:: Aim of the exercise ::
Return the following from the records below: each line, word for word, starting with the line that contains "have not cancelled." and going on through the line that contains "let key = key.to_owned();", with nothing outside that range.

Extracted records
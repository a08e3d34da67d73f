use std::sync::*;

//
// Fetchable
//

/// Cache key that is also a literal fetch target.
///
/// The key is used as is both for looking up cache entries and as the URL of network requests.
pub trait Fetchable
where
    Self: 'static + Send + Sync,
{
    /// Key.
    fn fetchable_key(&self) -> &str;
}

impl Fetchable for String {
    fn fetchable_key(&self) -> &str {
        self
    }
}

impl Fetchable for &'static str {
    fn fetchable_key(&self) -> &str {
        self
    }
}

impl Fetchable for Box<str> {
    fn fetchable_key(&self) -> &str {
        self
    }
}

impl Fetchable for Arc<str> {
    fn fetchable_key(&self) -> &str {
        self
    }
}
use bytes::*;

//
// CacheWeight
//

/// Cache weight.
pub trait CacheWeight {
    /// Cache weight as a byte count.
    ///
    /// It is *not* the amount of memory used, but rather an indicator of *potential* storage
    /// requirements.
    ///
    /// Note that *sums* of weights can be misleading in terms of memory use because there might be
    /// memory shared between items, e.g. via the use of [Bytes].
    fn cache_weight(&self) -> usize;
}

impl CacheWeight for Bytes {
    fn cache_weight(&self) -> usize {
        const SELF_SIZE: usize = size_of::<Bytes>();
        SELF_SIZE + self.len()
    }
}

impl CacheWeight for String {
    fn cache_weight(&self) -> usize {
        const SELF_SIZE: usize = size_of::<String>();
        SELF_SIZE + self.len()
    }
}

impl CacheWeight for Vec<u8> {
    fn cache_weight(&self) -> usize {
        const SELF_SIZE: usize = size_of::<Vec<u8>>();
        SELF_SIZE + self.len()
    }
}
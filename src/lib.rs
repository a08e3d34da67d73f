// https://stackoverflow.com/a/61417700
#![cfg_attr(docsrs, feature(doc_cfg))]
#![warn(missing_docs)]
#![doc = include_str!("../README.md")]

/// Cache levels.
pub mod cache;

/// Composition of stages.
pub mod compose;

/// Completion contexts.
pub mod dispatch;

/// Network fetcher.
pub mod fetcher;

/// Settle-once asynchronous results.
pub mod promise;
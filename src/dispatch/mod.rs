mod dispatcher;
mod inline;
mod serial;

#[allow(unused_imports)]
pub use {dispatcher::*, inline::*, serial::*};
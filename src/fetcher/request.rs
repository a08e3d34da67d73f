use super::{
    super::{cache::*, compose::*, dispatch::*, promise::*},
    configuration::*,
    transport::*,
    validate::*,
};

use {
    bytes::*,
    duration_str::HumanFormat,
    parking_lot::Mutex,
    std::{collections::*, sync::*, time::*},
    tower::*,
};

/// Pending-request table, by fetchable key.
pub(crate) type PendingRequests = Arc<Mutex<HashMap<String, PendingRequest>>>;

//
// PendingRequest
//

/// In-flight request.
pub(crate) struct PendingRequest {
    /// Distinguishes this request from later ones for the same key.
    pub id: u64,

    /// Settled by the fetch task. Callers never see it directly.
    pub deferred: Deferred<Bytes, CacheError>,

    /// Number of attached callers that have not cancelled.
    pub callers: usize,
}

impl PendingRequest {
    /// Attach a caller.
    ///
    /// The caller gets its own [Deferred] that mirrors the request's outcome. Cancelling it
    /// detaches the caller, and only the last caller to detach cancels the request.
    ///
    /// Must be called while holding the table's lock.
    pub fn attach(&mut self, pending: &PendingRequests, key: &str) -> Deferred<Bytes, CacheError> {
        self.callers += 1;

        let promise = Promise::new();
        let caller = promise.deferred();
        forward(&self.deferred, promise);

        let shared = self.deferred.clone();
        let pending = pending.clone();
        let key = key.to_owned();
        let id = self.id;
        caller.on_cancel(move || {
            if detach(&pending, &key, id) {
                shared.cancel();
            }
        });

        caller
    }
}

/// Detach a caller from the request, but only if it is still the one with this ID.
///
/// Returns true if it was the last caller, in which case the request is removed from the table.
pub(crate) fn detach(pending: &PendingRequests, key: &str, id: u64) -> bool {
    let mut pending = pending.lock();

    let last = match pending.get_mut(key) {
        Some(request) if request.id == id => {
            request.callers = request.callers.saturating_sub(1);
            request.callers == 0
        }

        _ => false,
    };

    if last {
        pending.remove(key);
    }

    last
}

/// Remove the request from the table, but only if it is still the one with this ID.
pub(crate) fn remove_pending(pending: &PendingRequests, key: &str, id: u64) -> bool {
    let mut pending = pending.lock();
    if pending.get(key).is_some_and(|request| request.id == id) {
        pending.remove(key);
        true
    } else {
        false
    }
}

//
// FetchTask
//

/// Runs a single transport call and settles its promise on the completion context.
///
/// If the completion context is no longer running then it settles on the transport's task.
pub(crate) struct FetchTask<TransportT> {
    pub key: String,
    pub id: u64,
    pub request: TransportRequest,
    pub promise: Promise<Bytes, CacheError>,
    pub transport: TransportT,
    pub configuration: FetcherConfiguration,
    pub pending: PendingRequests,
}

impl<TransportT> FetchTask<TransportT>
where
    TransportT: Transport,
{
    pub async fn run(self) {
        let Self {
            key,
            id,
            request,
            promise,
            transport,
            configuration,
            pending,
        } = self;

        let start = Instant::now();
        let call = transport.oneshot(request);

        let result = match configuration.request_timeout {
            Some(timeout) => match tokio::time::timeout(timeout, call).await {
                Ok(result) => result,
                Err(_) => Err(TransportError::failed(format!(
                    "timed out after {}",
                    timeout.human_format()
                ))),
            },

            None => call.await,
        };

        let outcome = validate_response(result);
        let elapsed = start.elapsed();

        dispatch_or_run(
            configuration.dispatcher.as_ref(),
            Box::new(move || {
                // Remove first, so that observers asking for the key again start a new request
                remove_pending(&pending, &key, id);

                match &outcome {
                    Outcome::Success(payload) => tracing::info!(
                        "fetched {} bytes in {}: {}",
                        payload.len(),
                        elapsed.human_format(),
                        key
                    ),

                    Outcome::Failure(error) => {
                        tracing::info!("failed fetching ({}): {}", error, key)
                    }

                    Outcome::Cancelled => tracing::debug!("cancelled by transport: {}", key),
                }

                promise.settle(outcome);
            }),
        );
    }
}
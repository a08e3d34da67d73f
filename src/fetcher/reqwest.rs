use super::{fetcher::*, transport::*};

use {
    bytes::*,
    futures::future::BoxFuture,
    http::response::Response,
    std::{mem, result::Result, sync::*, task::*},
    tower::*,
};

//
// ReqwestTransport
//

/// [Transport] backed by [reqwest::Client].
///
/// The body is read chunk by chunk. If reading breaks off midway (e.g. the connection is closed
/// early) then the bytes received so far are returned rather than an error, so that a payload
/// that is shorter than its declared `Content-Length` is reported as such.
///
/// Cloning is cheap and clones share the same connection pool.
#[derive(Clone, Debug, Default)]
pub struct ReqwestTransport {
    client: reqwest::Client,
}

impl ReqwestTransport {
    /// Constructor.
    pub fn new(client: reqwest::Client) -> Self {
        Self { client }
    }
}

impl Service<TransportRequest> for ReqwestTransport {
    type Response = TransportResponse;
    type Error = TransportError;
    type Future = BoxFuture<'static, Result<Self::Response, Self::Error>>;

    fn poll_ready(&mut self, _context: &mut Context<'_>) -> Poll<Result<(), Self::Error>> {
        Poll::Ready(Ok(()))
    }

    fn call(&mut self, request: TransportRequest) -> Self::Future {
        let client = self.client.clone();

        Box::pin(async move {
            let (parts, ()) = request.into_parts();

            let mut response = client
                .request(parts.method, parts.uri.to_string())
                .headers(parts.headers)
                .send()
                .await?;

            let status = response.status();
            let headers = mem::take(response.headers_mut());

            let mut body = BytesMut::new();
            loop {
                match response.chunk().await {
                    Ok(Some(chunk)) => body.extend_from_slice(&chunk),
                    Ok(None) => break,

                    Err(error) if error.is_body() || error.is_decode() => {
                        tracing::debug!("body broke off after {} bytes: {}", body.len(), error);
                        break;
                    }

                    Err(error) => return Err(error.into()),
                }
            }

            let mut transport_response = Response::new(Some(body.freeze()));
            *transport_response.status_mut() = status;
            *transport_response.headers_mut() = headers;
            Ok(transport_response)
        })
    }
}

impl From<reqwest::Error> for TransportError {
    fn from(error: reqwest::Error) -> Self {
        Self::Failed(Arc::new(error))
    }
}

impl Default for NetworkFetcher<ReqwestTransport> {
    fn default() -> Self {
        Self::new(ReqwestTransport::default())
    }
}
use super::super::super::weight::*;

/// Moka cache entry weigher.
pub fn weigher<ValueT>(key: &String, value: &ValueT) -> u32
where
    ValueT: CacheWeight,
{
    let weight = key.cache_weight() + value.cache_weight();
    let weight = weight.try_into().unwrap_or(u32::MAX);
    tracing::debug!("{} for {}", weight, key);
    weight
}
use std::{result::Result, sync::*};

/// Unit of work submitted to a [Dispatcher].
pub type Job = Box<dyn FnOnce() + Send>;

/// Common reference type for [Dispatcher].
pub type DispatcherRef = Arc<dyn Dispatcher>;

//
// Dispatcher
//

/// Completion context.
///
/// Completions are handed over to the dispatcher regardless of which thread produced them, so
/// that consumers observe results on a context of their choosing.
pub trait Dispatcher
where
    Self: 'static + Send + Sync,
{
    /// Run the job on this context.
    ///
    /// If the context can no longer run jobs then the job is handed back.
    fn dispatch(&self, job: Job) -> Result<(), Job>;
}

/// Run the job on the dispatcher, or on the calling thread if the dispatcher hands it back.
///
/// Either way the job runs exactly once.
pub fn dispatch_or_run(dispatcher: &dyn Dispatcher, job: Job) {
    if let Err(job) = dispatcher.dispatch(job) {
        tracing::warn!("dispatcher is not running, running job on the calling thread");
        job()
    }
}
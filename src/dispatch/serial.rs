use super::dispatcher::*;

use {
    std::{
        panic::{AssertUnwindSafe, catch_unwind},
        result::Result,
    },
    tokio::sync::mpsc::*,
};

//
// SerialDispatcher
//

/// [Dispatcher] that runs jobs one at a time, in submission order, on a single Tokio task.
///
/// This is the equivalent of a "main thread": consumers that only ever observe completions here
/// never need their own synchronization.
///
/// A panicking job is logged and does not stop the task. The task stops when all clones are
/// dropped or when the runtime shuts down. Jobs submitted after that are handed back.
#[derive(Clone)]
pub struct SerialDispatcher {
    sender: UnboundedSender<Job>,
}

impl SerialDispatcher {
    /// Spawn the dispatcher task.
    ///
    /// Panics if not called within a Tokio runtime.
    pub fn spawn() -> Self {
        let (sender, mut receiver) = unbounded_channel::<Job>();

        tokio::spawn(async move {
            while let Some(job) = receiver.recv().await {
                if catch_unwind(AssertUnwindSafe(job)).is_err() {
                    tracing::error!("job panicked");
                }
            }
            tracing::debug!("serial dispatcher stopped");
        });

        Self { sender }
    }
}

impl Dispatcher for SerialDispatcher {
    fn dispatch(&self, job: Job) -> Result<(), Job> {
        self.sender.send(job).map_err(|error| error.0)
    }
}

==

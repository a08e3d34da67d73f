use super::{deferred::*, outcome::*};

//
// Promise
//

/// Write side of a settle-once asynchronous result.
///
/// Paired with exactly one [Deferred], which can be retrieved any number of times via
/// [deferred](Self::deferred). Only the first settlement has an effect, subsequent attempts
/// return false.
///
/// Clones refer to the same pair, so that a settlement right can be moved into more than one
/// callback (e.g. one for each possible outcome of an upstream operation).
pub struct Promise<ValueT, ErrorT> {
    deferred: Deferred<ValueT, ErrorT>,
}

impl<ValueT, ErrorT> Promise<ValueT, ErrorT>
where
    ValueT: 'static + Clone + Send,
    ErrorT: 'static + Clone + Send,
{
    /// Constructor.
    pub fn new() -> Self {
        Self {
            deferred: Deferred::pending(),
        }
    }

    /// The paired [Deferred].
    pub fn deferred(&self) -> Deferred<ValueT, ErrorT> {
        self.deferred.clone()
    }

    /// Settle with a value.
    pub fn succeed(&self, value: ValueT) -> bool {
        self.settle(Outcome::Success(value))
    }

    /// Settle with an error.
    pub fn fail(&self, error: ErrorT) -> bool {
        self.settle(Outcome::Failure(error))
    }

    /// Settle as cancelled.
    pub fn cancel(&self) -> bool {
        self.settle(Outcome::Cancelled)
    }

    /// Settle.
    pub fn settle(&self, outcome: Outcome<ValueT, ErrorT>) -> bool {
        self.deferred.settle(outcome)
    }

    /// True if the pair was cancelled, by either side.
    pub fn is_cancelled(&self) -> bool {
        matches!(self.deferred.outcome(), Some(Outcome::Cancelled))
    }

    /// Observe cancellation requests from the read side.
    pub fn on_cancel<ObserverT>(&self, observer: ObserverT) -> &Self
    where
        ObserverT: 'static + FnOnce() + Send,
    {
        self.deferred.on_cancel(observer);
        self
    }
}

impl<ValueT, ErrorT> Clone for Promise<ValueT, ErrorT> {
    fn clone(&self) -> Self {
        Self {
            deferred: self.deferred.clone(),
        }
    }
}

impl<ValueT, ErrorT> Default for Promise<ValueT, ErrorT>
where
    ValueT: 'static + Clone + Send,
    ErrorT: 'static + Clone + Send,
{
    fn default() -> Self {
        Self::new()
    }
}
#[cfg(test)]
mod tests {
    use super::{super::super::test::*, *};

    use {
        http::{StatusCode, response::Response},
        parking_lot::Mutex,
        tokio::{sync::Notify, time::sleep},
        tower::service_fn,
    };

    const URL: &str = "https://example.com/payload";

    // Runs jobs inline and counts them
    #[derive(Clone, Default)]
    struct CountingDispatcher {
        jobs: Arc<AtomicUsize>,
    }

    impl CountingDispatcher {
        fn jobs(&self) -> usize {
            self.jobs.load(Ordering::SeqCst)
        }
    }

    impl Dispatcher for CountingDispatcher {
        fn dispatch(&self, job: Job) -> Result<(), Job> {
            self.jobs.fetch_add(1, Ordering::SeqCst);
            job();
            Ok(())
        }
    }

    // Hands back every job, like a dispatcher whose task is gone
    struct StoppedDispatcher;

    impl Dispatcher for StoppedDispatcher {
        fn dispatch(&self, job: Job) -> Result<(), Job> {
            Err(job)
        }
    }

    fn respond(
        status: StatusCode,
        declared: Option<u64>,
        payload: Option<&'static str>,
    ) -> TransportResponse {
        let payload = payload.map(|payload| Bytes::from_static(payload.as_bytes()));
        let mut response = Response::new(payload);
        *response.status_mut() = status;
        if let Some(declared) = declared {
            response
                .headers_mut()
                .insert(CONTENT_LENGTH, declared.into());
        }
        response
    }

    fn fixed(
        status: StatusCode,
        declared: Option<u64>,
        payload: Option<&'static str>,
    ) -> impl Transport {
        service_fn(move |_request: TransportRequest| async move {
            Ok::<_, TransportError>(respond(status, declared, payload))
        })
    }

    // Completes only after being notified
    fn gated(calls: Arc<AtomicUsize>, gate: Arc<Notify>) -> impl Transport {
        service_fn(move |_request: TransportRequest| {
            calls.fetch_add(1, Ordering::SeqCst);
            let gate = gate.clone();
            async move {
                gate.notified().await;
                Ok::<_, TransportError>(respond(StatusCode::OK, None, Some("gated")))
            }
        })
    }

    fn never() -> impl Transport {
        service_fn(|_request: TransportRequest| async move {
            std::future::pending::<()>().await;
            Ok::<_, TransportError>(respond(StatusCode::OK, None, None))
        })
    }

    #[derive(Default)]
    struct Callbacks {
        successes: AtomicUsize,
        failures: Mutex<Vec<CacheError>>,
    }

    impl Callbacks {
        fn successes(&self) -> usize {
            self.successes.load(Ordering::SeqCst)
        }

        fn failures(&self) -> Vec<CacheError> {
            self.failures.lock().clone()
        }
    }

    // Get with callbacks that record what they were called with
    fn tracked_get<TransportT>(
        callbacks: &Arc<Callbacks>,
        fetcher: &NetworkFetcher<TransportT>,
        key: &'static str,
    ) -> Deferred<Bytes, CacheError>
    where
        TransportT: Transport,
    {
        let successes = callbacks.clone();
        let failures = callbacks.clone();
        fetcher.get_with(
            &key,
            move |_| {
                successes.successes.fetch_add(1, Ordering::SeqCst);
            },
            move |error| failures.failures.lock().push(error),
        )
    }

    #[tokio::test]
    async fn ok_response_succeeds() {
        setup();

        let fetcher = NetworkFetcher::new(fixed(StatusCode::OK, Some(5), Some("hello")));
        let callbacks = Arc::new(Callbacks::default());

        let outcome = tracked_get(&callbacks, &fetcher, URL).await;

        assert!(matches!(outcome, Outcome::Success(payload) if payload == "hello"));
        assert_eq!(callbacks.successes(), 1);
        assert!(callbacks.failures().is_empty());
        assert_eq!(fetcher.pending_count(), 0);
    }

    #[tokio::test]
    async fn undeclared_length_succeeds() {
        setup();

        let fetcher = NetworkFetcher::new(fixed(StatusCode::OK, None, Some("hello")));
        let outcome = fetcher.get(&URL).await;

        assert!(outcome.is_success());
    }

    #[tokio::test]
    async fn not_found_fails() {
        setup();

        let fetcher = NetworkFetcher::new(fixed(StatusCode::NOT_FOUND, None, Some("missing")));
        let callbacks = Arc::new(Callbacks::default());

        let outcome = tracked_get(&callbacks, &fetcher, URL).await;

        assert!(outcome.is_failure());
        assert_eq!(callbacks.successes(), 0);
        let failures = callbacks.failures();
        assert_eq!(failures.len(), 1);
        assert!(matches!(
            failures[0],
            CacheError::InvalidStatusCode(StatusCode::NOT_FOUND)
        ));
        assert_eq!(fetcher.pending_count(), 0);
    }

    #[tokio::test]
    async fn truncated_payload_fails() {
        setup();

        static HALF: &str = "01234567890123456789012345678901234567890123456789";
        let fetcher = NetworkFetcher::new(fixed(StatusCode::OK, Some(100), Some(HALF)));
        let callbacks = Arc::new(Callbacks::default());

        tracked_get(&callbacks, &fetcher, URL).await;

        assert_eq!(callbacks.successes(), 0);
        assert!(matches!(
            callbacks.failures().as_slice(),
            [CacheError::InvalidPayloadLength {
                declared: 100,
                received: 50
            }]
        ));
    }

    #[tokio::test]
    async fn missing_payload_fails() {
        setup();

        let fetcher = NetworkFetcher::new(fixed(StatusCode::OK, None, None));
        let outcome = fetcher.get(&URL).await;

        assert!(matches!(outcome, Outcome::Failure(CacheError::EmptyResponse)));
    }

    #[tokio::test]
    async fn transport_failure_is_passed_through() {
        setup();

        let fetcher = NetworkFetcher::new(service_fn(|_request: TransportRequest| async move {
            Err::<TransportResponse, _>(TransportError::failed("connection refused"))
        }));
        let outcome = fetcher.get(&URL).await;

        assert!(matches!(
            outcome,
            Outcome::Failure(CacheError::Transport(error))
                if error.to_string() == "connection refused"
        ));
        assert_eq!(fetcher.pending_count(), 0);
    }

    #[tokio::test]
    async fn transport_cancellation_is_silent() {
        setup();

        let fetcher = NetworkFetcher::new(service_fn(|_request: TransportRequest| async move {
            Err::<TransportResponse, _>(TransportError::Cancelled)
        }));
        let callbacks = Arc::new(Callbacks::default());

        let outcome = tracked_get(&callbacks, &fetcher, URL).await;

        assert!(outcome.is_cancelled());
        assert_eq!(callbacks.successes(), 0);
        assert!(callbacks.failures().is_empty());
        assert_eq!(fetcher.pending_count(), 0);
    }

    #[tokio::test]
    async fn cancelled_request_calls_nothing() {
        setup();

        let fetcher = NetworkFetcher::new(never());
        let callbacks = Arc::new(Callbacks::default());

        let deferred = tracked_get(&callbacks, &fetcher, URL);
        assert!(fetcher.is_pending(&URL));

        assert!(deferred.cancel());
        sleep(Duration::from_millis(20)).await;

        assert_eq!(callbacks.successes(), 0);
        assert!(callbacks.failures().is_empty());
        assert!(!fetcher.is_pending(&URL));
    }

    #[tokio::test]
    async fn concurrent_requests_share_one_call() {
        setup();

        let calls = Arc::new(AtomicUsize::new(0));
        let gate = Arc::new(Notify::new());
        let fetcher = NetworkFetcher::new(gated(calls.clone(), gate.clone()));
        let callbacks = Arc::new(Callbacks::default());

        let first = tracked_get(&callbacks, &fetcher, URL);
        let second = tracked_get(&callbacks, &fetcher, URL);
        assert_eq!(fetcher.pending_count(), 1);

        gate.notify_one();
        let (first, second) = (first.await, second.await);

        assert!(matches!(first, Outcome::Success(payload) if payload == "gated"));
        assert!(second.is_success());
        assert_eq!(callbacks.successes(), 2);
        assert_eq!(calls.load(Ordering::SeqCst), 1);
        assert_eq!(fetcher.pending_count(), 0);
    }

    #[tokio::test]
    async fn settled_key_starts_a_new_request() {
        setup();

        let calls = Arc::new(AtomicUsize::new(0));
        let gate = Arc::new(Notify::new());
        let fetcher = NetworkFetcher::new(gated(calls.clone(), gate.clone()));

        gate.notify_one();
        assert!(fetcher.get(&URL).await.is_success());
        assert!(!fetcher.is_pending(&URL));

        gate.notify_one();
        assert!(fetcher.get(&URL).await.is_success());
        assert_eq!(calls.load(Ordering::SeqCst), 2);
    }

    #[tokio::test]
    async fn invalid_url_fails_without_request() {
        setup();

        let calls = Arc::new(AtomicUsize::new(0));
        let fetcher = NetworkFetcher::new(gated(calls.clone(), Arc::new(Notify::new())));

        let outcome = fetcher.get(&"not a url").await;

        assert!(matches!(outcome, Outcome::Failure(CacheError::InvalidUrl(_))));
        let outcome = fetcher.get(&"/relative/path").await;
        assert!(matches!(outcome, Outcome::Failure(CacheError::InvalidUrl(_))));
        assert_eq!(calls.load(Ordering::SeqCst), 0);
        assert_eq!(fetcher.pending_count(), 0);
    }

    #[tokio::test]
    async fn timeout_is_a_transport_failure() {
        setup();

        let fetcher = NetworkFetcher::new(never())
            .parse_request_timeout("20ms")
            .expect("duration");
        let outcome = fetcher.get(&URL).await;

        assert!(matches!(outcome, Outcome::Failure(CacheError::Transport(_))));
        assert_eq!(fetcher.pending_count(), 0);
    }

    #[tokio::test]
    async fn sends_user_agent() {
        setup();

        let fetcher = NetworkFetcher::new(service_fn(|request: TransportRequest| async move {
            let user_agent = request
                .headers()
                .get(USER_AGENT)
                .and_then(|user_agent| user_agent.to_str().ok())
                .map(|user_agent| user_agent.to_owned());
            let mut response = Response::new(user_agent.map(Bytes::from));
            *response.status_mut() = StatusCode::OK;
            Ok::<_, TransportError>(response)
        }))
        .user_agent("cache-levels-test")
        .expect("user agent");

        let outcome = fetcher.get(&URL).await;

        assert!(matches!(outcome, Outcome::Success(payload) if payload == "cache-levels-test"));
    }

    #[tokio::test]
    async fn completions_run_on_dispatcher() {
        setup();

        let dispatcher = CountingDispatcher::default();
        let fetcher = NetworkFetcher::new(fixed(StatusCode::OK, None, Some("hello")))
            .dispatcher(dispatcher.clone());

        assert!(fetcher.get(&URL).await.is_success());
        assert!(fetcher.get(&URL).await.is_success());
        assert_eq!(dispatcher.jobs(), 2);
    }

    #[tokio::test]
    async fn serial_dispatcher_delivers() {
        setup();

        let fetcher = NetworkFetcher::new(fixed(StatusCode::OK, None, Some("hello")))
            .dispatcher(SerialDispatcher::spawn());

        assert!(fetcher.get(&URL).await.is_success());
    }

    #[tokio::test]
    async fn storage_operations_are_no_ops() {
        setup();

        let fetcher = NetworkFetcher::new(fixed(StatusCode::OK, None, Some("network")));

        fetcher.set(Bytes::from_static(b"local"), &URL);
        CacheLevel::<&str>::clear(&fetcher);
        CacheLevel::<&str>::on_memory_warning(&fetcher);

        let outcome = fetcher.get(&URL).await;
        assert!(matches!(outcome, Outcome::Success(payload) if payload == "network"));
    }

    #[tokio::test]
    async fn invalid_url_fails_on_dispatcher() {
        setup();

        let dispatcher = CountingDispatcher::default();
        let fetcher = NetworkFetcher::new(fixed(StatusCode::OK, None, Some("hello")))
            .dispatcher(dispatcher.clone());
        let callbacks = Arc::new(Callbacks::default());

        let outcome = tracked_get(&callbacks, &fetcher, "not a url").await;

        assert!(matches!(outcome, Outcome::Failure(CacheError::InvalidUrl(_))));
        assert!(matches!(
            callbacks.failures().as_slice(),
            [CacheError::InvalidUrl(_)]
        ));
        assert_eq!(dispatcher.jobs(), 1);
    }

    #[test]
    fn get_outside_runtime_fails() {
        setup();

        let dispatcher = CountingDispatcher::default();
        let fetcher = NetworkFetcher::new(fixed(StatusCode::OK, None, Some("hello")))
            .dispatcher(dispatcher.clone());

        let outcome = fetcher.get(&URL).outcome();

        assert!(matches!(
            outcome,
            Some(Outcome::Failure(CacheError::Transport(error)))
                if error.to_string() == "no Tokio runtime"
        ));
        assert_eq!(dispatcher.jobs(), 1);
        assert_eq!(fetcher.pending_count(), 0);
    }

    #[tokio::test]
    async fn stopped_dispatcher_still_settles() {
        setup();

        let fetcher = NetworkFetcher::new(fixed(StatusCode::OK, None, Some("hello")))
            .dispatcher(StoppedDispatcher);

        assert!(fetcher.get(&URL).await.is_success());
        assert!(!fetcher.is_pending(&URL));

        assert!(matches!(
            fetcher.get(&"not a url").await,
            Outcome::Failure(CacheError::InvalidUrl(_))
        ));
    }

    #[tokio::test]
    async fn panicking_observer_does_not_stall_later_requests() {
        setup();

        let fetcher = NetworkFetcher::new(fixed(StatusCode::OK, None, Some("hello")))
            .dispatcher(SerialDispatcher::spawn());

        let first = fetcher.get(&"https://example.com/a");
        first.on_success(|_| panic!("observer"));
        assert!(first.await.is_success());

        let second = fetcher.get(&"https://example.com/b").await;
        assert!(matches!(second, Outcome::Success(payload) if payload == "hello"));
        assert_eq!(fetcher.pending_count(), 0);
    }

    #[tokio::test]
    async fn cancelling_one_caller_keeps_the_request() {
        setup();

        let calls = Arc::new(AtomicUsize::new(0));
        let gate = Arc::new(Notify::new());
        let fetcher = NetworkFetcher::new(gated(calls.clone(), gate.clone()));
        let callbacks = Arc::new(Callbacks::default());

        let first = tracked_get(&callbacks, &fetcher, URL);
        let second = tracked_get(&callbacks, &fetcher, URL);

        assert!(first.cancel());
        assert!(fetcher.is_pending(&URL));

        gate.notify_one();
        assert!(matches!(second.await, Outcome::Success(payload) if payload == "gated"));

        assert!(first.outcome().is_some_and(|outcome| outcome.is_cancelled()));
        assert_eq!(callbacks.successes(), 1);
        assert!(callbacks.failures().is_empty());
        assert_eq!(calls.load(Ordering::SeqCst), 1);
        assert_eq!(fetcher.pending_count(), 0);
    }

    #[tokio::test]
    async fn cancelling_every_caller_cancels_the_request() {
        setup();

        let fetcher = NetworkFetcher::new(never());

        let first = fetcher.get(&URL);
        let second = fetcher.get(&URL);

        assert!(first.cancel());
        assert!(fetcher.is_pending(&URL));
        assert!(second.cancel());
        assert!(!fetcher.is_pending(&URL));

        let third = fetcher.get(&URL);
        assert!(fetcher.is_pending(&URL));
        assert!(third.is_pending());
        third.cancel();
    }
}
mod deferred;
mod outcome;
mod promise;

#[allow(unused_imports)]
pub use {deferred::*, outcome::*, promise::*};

:: Solved exercise ::
    /// Number of attached callers that have not cancelled.
    pub callers: usize,
}

impl PendingRequest {
    /// Attach a caller.
    ///
    /// The caller gets its own [Deferred] that mirrors the request's outcome. Cancelling it
    /// detaches the caller, and only the last caller to detach cancels the request.
    ///
    /// Must be called while holding the table's lock.
    pub fn attach(&mut self, pending: &PendingRequests, key: &str) -> Deferred<Bytes, CacheError> {
        self.callers += 1;

        let promise = Promise::new();
        let caller = promise.deferred();
        forward(&self.deferred, promise);

        let shared = self.deferred.clone();
        let pending = pending.clone();
        let key = key.to_owned();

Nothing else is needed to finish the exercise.